A senior EU diplomat told The Telegraph: “EU capitals like Berlin, Amsterdam, Copenhagen and Paris would expect a robust response. We are ready for peace but prepared for war.”

Simon Coveney spells out what “ war”  might mean  in terms  which the FT picks up as a lead; “Irish minister warns EU could ditch entire Brexit deal.”  (Coveney doesn’t go quite as far as the headline writer).

He hoped the dispute would not escalate into a trade war between the EU and the UK, but that the EU would conclude the UK was not operating in good faith if article 16 was invoked.

Mr Coveney said he needed to be blunt in his warnings to the UK that the suspension of the protocol would not be viewed as a minor issue by the EU, and said the British government should not underestimate the impact of triggering article 16 in Brussels.

He said it was not a “technical issue” but would be seen by the EU as “deliberately forcing a breakdown in relations and negotiations between the two sides”.

RTE’s Tony Connelly reports:”  Once COP26 is out of the way, there are strong expectations that London will make its move.”

Lord Frost’s case for what amounts to a complete renegotiation of the Protocol has been spelt out more clearly than ever in the context of a paper in the right-leaning think tank Policy Exchange by Roderick Crawford. Dismissing the usual criticism made most recently by John Major, that Johnson and Frost were going back on a deal they themselves signed, Frost in a foreword argues  that Johnson was at first in the same weak political position at Westminster as Theresa May and was in effect, negotiating under duress. The UKG was therefore in thrall to the Irish government’s “one sided”, north-south, all island economy  interpretation of the GFA  at the expense of the east – west UK integrated economy.
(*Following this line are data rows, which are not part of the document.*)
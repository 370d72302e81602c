//! Per-dimension analysis handlers
//!
//! Each endpoint makes exactly one analyzer call. With an `id` the value is
//! written to that processed review; with only `text` it is returned as a
//! preview and nothing is stored.

use axum::extract::State;
use serde_json::{json, Value};

use crate::AppState;
use sentai_common::{
    auth::{AuthUser, Capability},
    errors::Result,
    extract::Json,
    pipeline::{AnalysisTarget, AnalyzeAllReport},
    vocabulary::Dimension,
};

async fn analyze(state: &AppState, auth: &AuthUser, dimension: Dimension, target: AnalysisTarget) -> Result<Json<Value>> {
    auth.require(Capability::AnalyzeReviews)?;

    let outcome = state.annotator.analyze_one(target, dimension).await?;

    let mut body = json!({ "id": outcome.id });
    body[dimension.as_str()] = serde_json::to_value(&outcome.value)?;
    Ok(Json(body))
}

pub async fn analyze_theme(
    State(state): State<AppState>,
    auth: AuthUser,
    Json(target): Json<AnalysisTarget>,
) -> Result<Json<Value>> {
    analyze(&state, &auth, Dimension::Theme, target).await
}

pub async fn analyze_category(
    State(state): State<AppState>,
    auth: AuthUser,
    Json(target): Json<AnalysisTarget>,
) -> Result<Json<Value>> {
    analyze(&state, &auth, Dimension::Category, target).await
}

pub async fn analyze_tags(
    State(state): State<AppState>,
    auth: AuthUser,
    Json(target): Json<AnalysisTarget>,
) -> Result<Json<Value>> {
    analyze(&state, &auth, Dimension::Tags, target).await
}

pub async fn analyze_sentiment(
    State(state): State<AppState>,
    auth: AuthUser,
    Json(target): Json<AnalysisTarget>,
) -> Result<Json<Value>> {
    analyze(&state, &auth, Dimension::Sentiment, target).await
}

pub async fn analyze_priority(
    State(state): State<AppState>,
    auth: AuthUser,
    Json(target): Json<AnalysisTarget>,
) -> Result<Json<Value>> {
    analyze(&state, &auth, Dimension::Priority, target).await
}

pub async fn analyze_competitor(
    State(state): State<AppState>,
    auth: AuthUser,
    Json(target): Json<AnalysisTarget>,
) -> Result<Json<Value>> {
    analyze(&state, &auth, Dimension::CompetitorMention, target).await
}

/// Copy, then fill every unset dimension of every processed review
pub async fn analyze_all(State(state): State<AppState>, auth: AuthUser) -> Result<Json<Value>> {
    auth.require(Capability::AnalyzeReviews)?;

    let report: AnalyzeAllReport = state.annotator.analyze_all().await?;

    let mut body = serde_json::to_value(&report)?;
    body["message"] = json!(format!(
        "Analyzed {} reviews, {} values written, {} failures",
        report.visited,
        report.written,
        report.failures.len()
    ));
    Ok(Json(body))
}
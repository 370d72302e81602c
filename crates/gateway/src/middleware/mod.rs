//! Gateway middleware

pub mod rate_limit;

use axum::{
    extract::{MatchedPath, Request},
    middleware::Next,
    response::Response,
};
use sentai_common::metrics::RequestMetrics;

/// Record request count and latency per matched route
pub async fn track_metrics(request: Request, next: Next) -> Response {
    let endpoint = request
        .extensions()
        .get::<MatchedPath>()
        .map(|p| p.as_str().to_string())
        .unwrap_or_else(|| "unmatched".to_string());
    let tracker = RequestMetrics::start(request.method().as_str(), &endpoint);

    let response = next.run(request).await;
    tracker.finish(response.status().as_u16());
    response
}
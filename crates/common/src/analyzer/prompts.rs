//! Prompt construction and reply parsing

use crate::db::{RecommendationKey, RecommendationKind};
use crate::errors::{AppError, Result};
use crate::vocabulary::{CompetitorMention, Dimension, DimensionValue, Priority, Sentiment};
use regex_lite::Regex;
use std::sync::LazyLock;

/// Longest theme or category kept from a reply
const MAX_LABEL_CHARS: usize = 80;

/// Most tags kept from a reply
const MAX_TAGS: usize = 8;

static LIST_MARKER: LazyLock<Regex> =
    LazyLock::new(|| Regex::new(r"^\s*(?:[-*•]|\d+[.)])\s*").expect("valid regex"));

/// Prompt for a single analysis dimension
pub fn analysis_prompt(dimension: Dimension, text: &str) -> String {
    let task = match dimension {
        Dimension::Theme => {
            "Name the main theme of this customer review in two to four words. \
             Reply with the theme only, in the language of the review."
        }
        Dimension::Category => {
            "Assign this customer review to one short business category such as \
             Service, Pricing, Delivery, Product quality or Staff. \
             Reply with the category only, in the language of the review."
        }
        Dimension::Tags => {
            "List up to five short keyword tags for this customer review. \
             Reply with the tags separated by commas and nothing else."
        }
        Dimension::Sentiment => {
            "Classify the sentiment of this customer review. \
             Reply with exactly one word: positive, neutral or negative."
        }
        Dimension::Priority => {
            "How urgently should the business react to this customer review? \
             Reply with exactly one of: very important, important, ordinary."
        }
        Dimension::CompetitorMention => {
            "Does this customer review mention or compare with a competitor? \
             Reply with exactly one word: true or false."
        }
    };

    format!("{}\n\nReview:\n{}", task, text.trim())
}

/// Prompt for recommendation text
pub fn recommendation_prompt(kind: RecommendationKind, key: &RecommendationKey) -> String {
    let topic = if key.theme.is_empty() {
        format!("\"{}\"", key.category)
    } else {
        format!("\"{}\" (theme \"{}\")", key.category, key.theme)
    };

    match kind {
        RecommendationKind::General => format!(
            "Based on customer reviews about {} write a short recommendation for improving \
             the service or product. Answer with one specific sentence that is useful for the business.",
            topic
        ),
        RecommendationKind::Competitor => format!(
            "Customers compare us with competitors when writing about {}. Write a short \
             recommendation on how to outperform competitors there. Answer with one specific sentence.",
            topic
        ),
    }
}

/// Turn a raw reply into a typed dimension value
pub fn parse_reply(dimension: Dimension, reply: &str) -> Result<DimensionValue> {
    let value = match dimension {
        Dimension::Theme => parse_label(reply).map(DimensionValue::Theme),
        Dimension::Category => parse_label(reply).map(DimensionValue::Category),
        Dimension::Tags => {
            let tags = parse_tags(reply);
            (!tags.is_empty()).then_some(DimensionValue::Tags(tags))
        }
        Dimension::Sentiment => find_label(reply, Sentiment::from_label).map(DimensionValue::Sentiment),
        Dimension::Priority => find_label(reply, Priority::from_label).map(DimensionValue::Priority),
        Dimension::CompetitorMention => {
            find_label(reply, CompetitorMention::from_label).map(DimensionValue::CompetitorMention)
        }
    };

    value.ok_or_else(|| AppError::Analyzer {
        message: format!("Unrecognised {} reply: {:?}", dimension, truncate(reply, 120)),
    })
}

fn truncate(s: &str, max_chars: usize) -> String {
    s.chars().take(max_chars).collect()
}

/// Drop a leading "Theme:"-style prefix the model echoes back
fn strip_prefix(line: &str) -> &str {
    match line.split_once(':') {
        Some((head, tail)) if head.chars().count() <= 20 && !tail.trim().is_empty() => {
            let head = head.trim().to_lowercase();
            let known = [
                "theme", "category", "tags", "sentiment", "priority", "answer", "тема",
                "категория", "теги", "тональность", "приоритет", "ответ",
            ];
            if known.contains(&head.as_str()) {
                tail.trim()
            } else {
                line
            }
        }
        _ => line,
    }
}

fn clean(fragment: &str) -> String {
    let unlisted = LIST_MARKER.replace(fragment, "");
    unlisted
        .trim()
        .trim_matches(|c: char| matches!(c, '"' | '\'' | '«' | '»' | '`' | '.' | '#'))
        .trim()
        .to_string()
}

fn parse_label(reply: &str) -> Option<String> {
    reply
        .lines()
        .map(|l| clean(strip_prefix(l.trim())))
        .find(|l| !l.is_empty())
        .map(|l| truncate(&l, MAX_LABEL_CHARS))
}

fn parse_tags(reply: &str) -> Vec<String> {
    let mut tags: Vec<String> = Vec::new();
    for line in reply.lines() {
        for fragment in strip_prefix(line.trim()).split([',', ';']) {
            let tag = clean(fragment).to_lowercase();
            if !tag.is_empty() && !tags.contains(&tag) {
                tags.push(tag);
            }
        }
    }
    tags.truncate(MAX_TAGS);
    tags
}

/// Words that flip the label that follows them
const NEGATIONS: [&str; 3] = ["not", "never", "не"];

/// Find a vocabulary label anywhere in the reply
///
/// Tries the whole reply, then each line, then word pairs and single words.
/// Candidates right after a negation are skipped.
fn find_label<T>(reply: &str, parse: fn(&str) -> Option<T>) -> Option<T> {
    if let Some(v) = parse(reply) {
        return Some(v);
    }

    for line in reply.lines() {
        if let Some(v) = parse(strip_prefix(line.trim())) {
            return Some(v);
        }
    }

    let words: Vec<String> = reply
        .split(|c: char| !c.is_alphanumeric() && c != '_')
        .filter(|w| !w.is_empty())
        .map(str::to_lowercase)
        .collect();

    let negated = |i: usize, reach: usize| {
        words[i.saturating_sub(reach)..i]
            .iter()
            .any(|w| NEGATIONS.contains(&w.as_str()))
    };

    // Pairs first so "very important" wins over "important"
    for (i, pair) in words.windows(2).enumerate() {
        if negated(i, 1) {
            continue;
        }
        if let Some(v) = parse(&format!("{} {}", pair[0], pair[1])) {
            return Some(v);
        }
    }

    // A negation reaches past one modifier: "not very important"
    words
        .iter()
        .enumerate()
        .filter(|(i, _)| !negated(*i, 2))
        .find_map(|(_, w)| parse(w))
}

#[cfg(test)]
mod tests {
    use super::*;

    #[test]
    fn test_parse_label_strips_noise() {
        let value = parse_reply(Dimension::Theme, "Theme: \"Slow delivery\".\n").unwrap();
        assert_eq!(value, DimensionValue::Theme("Slow delivery".into()));

        let value = parse_reply(Dimension::Category, "\n1. Доставка").unwrap();
        assert_eq!(value, DimensionValue::Category("Доставка".into()));

        assert!(parse_reply(Dimension::Theme, "  \n ").is_err());
    }

    #[test]
    fn test_parse_tags() {
        let value = parse_reply(Dimension::Tags, "Tags: Delivery, price; delivery\n- staff").unwrap();
        assert_eq!(
            value,
            DimensionValue::Tags(vec!["delivery".into(), "price".into(), "staff".into()])
        );
    }

    #[test]
    fn test_find_label_in_sentence() {
        let value = parse_reply(Dimension::Priority, "I would say this is very important.").unwrap();
        assert_eq!(value, DimensionValue::Priority(Priority::VeryImportant));

        let value = parse_reply(Dimension::CompetitorMention, "Answer: TRUE").unwrap();
        assert_eq!(value, DimensionValue::CompetitorMention(CompetitorMention::Mentioned));

        let value = parse_reply(Dimension::Sentiment, "Тональность: нейтральный").unwrap();
        assert_eq!(value, DimensionValue::Sentiment(Sentiment::Neutral));
    }

    #[test]
    fn test_negated_labels_are_skipped() {
        assert!(parse_reply(Dimension::Priority, "This is not very important.").is_err());

        let value = parse_reply(Dimension::Sentiment, "It is not negative, rather positive").unwrap();
        assert_eq!(value, DimensionValue::Sentiment(Sentiment::Positive));

        let value = parse_reply(Dimension::Priority, "Отзыв не важный").unwrap();
        assert_eq!(value, DimensionValue::Priority(Priority::Ordinary));

        let value = parse_reply(Dimension::CompetitorMention, "Competitors are not mentioned").unwrap();
        assert_eq!(value, DimensionValue::CompetitorMention(CompetitorMention::NotMentioned));
    }

    #[test]
    fn test_recommendation_prompts_differ() {
        let key = RecommendationKey::new("Pricing", Some("Hidden fees".into()));
        let general = recommendation_prompt(RecommendationKind::General, &key);
        let competitor = recommendation_prompt(RecommendationKind::Competitor, &key);
        assert!(general.contains("Hidden fees"));
        assert!(competitor.contains("competitors"));
        assert_ne!(general, competitor);

        let untitled = recommendation_prompt(RecommendationKind::General, &RecommendationKey::new("Pricing", None));
        assert!(!untitled.contains("theme"));
    }
}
What does Frost contemplate for the future?  He doesn’t put it in his own  words  but  endorses the  Policy Exchange analysis. This goes back to the fundamental flaws of the joint report of 2017,  kyboshed by the DUP for leaving NI only in the single market for goods, the position to which Johnson reverted despite pledging not to do so to the DUP. A reversion to  “alternative arrangements” for monitoring the land border is  even contemplated.

In briefings to RTE’s Connelly, EU sources  say the Commission has resisted removal of the European Court of Justice from the protocol .., and this seems certain to continue, despite some fevered speculation that both sides might agree an extra layer of arbitration between Northern Ireland and the ECJ.

“The ECJ is fundamental and not negotiable,” says an EU diplomat. ”  Furthermore, the EU is insisting that whatever easements are agreed in implementing the protocol will be conditional.

This is because trust has sunk to such levels that member states will demand guarantees that the UK will complete infrastructure at Northern ports, including Border Control Posts, even if the need for checks and controls is reduced significantly.

“There is the difficulty in making sure that whatever the UK signs up to, they don’t end up paying lip service to it,” says the source. “The Commission has presented member states with preconditions, including building the border posts. If they ever need to start implementing some checks because there’s an abuse of the system, those checks can be resumed.”

So at NI ports, while at the UK is planning  easing existing customs checks  by the end of the year even if a new deal is reached,  the EU is said to be insisting on building border posts as a condition of a deal.

The yawing gap that can only be a gift to loyalist mischief makers. The sabre rattling is getting louder.